Georgia Medical Power of Attorney: Usage Guidelines
The Georgia Medical Power of Attorney is an essential document that allows you to appoint someone to make healthcare decisions on your behalf if you are unable to do so. In ensuring your healthcare preferences are honored, accurately completing this form is crucial. Follow these steps meticulously to fill out the Georgia Medical Power of Attorney form correctly.
- Begin by gathering all necessary personal information, including your full legal name, the date of birth, and the full legal name of the person you are appointing as your healthcare agent.
- Clearly write your name and the date at the top of the form to indicate you are creating a Medical Power of Attorney.

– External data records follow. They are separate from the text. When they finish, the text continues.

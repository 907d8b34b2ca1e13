use std::convert::Infallible;
use std::str::FromStr;

use base64::engine::general_purpose::URL_SAFE_NO_PAD;
use base64::Engine;
use chrono::{DateTime, Duration, Utc};
use serde::{Deserialize, Serialize};
use serde_json::Value;

use crate::api::ApiError;

/// Dashboard role carried in the access token.
#[derive(Debug, Clone, PartialEq, Eq, Serialize, Deserialize)]
#[serde(rename_all = "lowercase")]
pub enum Role {
    Admin,
    Teacher,
    Student,
    Parent,
    Staff,
    #[serde(untagged)]
    Other(String),
}

impl FromStr for Role {
    type Err = Infallible;

    /// Case-insensitive; unknown names are kept as `Other`.
    fn from_str(s: &str) -> Result<Self, Self::Err> {
        Ok(match s.to_ascii_lowercase().as_str() {
            "admin" => Role::Admin,
            "teacher" => Role::Teacher,
            "student" => Role::Student,
            "parent" => Role::Parent,
            "staff" => Role::Staff,
            _ => Role::Other(s.to_string()),
        })
    }
}

impl Role {
    /// Like `str::parse`, without the `Result` that can never be an error
    pub fn parse(s: &str) -> Self {
        match s.parse() {
            Ok(role) => role,
            Err(never) => match never {},
        }
    }

    pub fn display_name(&self) -> &str {
        match self {
            Role::Admin => "Admin",
            Role::Teacher => "Teacher",
            Role::Student => "Student",
            Role::Parent => "Parent",
            Role::Staff => "Staff",
            Role::Other(s) => s.as_str(),
        }
    }
}

/// Identity attributes derived from an access token without a network call.
#[derive(Debug, Clone, PartialEq, Eq, Serialize, Deserialize)]
pub struct Claims {
    pub subject_id: String,
    pub display_name: String,
    pub role: Role,
    pub expires_at: DateTime<Utc>,
}

/// Payload fields as the backend issues them.
#[derive(Debug, Deserialize)]
struct RawClaims {
    #[serde(default)]
    user_id: Option<Value>,
    #[serde(default)]
    sub: Option<Value>,
    #[serde(default)]
    username: Option<String>,
    #[serde(default)]
    email: Option<String>,
    #[serde(default)]
    role: Option<String>,
    exp: i64,
}

impl Claims {
    /// Decode the claims segment of a JWT access token.
    ///
    /// The signature is not verified; the server remains the authority and
    /// these claims are only used for display and expiry bookkeeping.
    pub fn decode(access_token: &str) -> Result<Self, ApiError> {
        let mut segments = access_token.split('.');
        let payload = match (segments.next(), segments.next(), segments.next()) {
            (Some(_), Some(payload), Some(_)) => payload,
            _ => return Err(ApiError::InvalidToken("expected three segments".into())),
        };

        // Some issuers keep the padding even though JWT forbids it
        let bytes = URL_SAFE_NO_PAD
            .decode(payload.trim_end_matches('='))
            .map_err(|e| ApiError::InvalidToken(format!("payload is not base64url: {}", e)))?;
        let raw: RawClaims = serde_json::from_slice(&bytes)
            .map_err(|e| ApiError::InvalidToken(format!("payload is not valid claims: {}", e)))?;

        let subject_id = raw
            .user_id
            .or(raw.sub)
            .map(|v| match v {
                Value::String(s) => s,
                other => other.to_string(),
            })
            .ok_or_else(|| ApiError::InvalidToken("missing subject".into()))?;

        let expires_at = DateTime::from_timestamp(raw.exp, 0)
            .ok_or_else(|| ApiError::InvalidToken(format!("exp out of range: {}", raw.exp)))?;

        Ok(Self {
            display_name: raw.username.or(raw.email).unwrap_or_else(|| subject_id.clone()),
            subject_id,
            role: raw.role.as_deref().map(Role::parse).unwrap_or(Role::Other("user".into())),
            expires_at,
        })
    }

    pub fn is_expired(&self) -> bool {
        Utc::now() > self.expires_at
    }

    pub fn time_until_expiry(&self) -> Duration {
        self.expires_at - Utc::now()
    }

    /// Get minutes remaining until expiry (for display)
    pub fn minutes_until_expiry(&self) -> i64 {
        self.time_until_expiry().num_minutes().max(0)
    }
}

/// Build an unsigned token with the given payload. Shared by tests across modules.
#[cfg(test)]
pub(crate) fn test_token(payload: &Value) -> String {
    let header = URL_SAFE_NO_PAD.encode(br#"{"alg":"HS256","typ":"JWT"}"#);
    let body = URL_SAFE_NO_PAD.encode(payload.to_string());
    format!("{}.{}.signature", header, body)
}

#[cfg(test)]
mod tests {
    use super::*;
    use serde_json::json;

    #[test]
    fn test_decode_backend_claims() {
        let token = test_token(&json!({
            "token_type": "access",
            "exp": 1_900_000_000,
            "user_id": 42,
            "username": "mrs.okafor",
            "role": "teacher"
        }));

        let claims = Claims::decode(&token).unwrap();
        assert_eq!(claims.subject_id, "42");
        assert_eq!(claims.display_name, "mrs.okafor");
        assert_eq!(claims.role, Role::Teacher);
        assert_eq!(claims.expires_at.timestamp(), 1_900_000_000);
        assert!(!claims.is_expired());
    }

    #[test]
    fn test_decode_falls_back_to_sub_and_email() {
        let token = test_token(&json!({
            "exp": 1_000,
            "sub": "u-7",
            "email": "parent@example.org",
            "role": "guardian"
        }));

        let claims = Claims::decode(&token).unwrap();
        assert_eq!(claims.subject_id, "u-7");
        assert_eq!(claims.display_name, "parent@example.org");
        assert_eq!(claims.role, Role::Other("guardian".into()));
        assert!(claims.is_expired());
        assert_eq!(claims.minutes_until_expiry(), 0);
    }

    #[test]
    fn test_decode_rejects_malformed_tokens() {
        assert!(matches!(Claims::decode("not-a-jwt"), Err(ApiError::InvalidToken(_))));
        assert!(matches!(Claims::decode("a.!!!.c"), Err(ApiError::InvalidToken(_))));

        // Valid base64 but no exp
        let token = test_token(&json!({ "user_id": 1 }));
        assert!(matches!(Claims::decode(&token), Err(ApiError::InvalidToken(_))));

        // No subject at all
        let token = test_token(&json!({ "exp": 1_900_000_000 }));
        assert!(matches!(Claims::decode(&token), Err(ApiError::InvalidToken(_))));
    }

    #[test]
    fn test_role_from_str_is_case_insensitive() {
        assert_eq!("ADMIN".parse::<Role>(), Ok(Role::Admin));
        assert_eq!(Role::parse("Parent"), Role::Parent);
        assert_eq!(Role::Staff.display_name(), "Staff");
    }
}
//! REST API access for the dashboard backend.
//!
//! This module provides the `Transport` through which every request flows,
//! the `ApiRequest` description it sends, the typed `ApiError` surfaced to UI
//! logic, and `DomainService`, a per-domain cached read/write wrapper.
//!
//! The API uses JWT bearer authentication; a rejected credential is renewed
//! through the session manager and the request replayed once.

pub mod error;
pub mod request;
pub mod service;
pub mod transport;

pub use error::{ApiError, ErrorKind};
pub use request::ApiRequest;
pub use service::DomainService;
pub use transport::Transport;
//! Keyed TTL caching for read-only API results.
//!
//! This module provides the `TtlCache` for memoizing successful reads, one
//! instance per data domain. Entries expire after the domain's TTL and every
//! write to a domain clears that domain's cache.
//!
//! Data domains and their default TTLs:
//! - Messaging: 1 minute (unread counts change quickly)
//! - Attendance: 2 minutes
//! - Analytics, Grades, Parent: 5 minutes
//! - Reference (subjects, classes): 10 minutes

pub mod key;
pub mod ttl;

use std::time::Duration;

use serde::{Deserialize, Serialize};

pub use key::QueryParams;
pub use ttl::{CacheEntry, TtlCache};

#[derive(Debug, Clone, Copy, PartialEq, Eq, Hash, Serialize, Deserialize)]
#[serde(rename_all = "lowercase")]
pub enum CacheDomain {
    Analytics,
    Attendance,
    Grades,
    Messaging,
    Parent,
    Reference,
}

impl CacheDomain {
    pub const ALL: [CacheDomain; 6] = [
        CacheDomain::Analytics,
        CacheDomain::Attendance,
        CacheDomain::Grades,
        CacheDomain::Messaging,
        CacheDomain::Parent,
        CacheDomain::Reference,
    ];

    pub fn name(&self) -> &'static str {
        match self {
            CacheDomain::Analytics => "analytics",
            CacheDomain::Attendance => "attendance",
            CacheDomain::Grades => "grades",
            CacheDomain::Messaging => "messaging",
            CacheDomain::Parent => "parent",
            CacheDomain::Reference => "reference",
        }
    }

    pub fn default_ttl(&self) -> Duration {
        let secs = match self {
            CacheDomain::Messaging => 60,
            CacheDomain::Attendance => 120,
            CacheDomain::Analytics | CacheDomain::Grades | CacheDomain::Parent => 300,
            CacheDomain::Reference => 600,
        };
        Duration::from_secs(secs)
    }

    /// Pick the domain an API path belongs to
    pub fn for_path(path: &str) -> Self {
        let path = path.trim_start_matches('/');
        if path.starts_with("messages") {
            CacheDomain::Messaging
        } else if path.starts_with("attendance") {
            CacheDomain::Attendance
        } else if path.starts_with("academics/analytics") {
            CacheDomain::Analytics
        } else if path.starts_with("academics/grades") {
            CacheDomain::Grades
        } else if path.starts_with("parents") {
            CacheDomain::Parent
        } else {
            CacheDomain::Reference
        }
    }
}

#[cfg(test)]
mod tests {
    use super::*;

    #[test]
    fn test_for_path() {
        assert_eq!(CacheDomain::for_path("/messages/unread_count/"), CacheDomain::Messaging);
        assert_eq!(CacheDomain::for_path("attendance/summary/"), CacheDomain::Attendance);
        assert_eq!(
            CacheDomain::for_path("/academics/grades/statistics/"),
            CacheDomain::Grades
        );
        assert_eq!(CacheDomain::for_path("/academics/subjects/"), CacheDomain::Reference);
    }

    #[test]
    fn test_default_ttls() {
        assert_eq!(CacheDomain::Messaging.default_ttl(), Duration::from_secs(60));
        assert_eq!(CacheDomain::Attendance.default_ttl(), Duration::from_secs(120));
        assert!(CacheDomain::ALL.iter().all(|d| !d.default_ttl().is_zero()));
    }
}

- In the section designated for appointing your healthcare agent, fill in the full name, relationship, primary phone number, alternative phone number, and address of the person you are designating as your agent. This is the individual who will make healthcare decisions on your behalf should you become unable to do so.
- If you wish to appoint an alternate agent in the event your primary agent is unavailable, complete the section for the alternate agent with their full name, relationship, primary and alternative phone numbers, and address.
- Read the powers you are granting to your healthcare agent carefully. These include decisions about medical treatment, access to medical records, and the ability to admit or discharge you from healthcare facilities. You must initial next to each power to indicate your consent.
- There may be specific treatments or healthcare decisions you either want or do not want; this is the section where you can outline those preferences. Be as clear and detailed as possible.
- If your wishes include limitations on the agent’s power, especially concerning life-sustaining treatments or any other specific healthcare preferences, ensure you document these precisely in the designated section.
- Georgia law requires your Medical Power of Attorney to be witnessed by two adults. These witnesses cannot be your healthcare agent, a relative by blood or marriage, your heir, or any attending physician. Gather your witnesses and have them fill in their names, addresses, and sign the document in your presence.
- Finally, you must sign and date the form in front of a notary public, who will also sign and affix their seal, thereby notarizing the document.
Once the Medical Power of Attorney form is correctly filled out, ensure you keep it in a safe but accessible place. Inform your family members, the appointed healthcare agent, and your primary care physician about the document's location. If possible, provide copies to these individuals to ensure that your healthcare wishes are honored without delay in case of an emergency.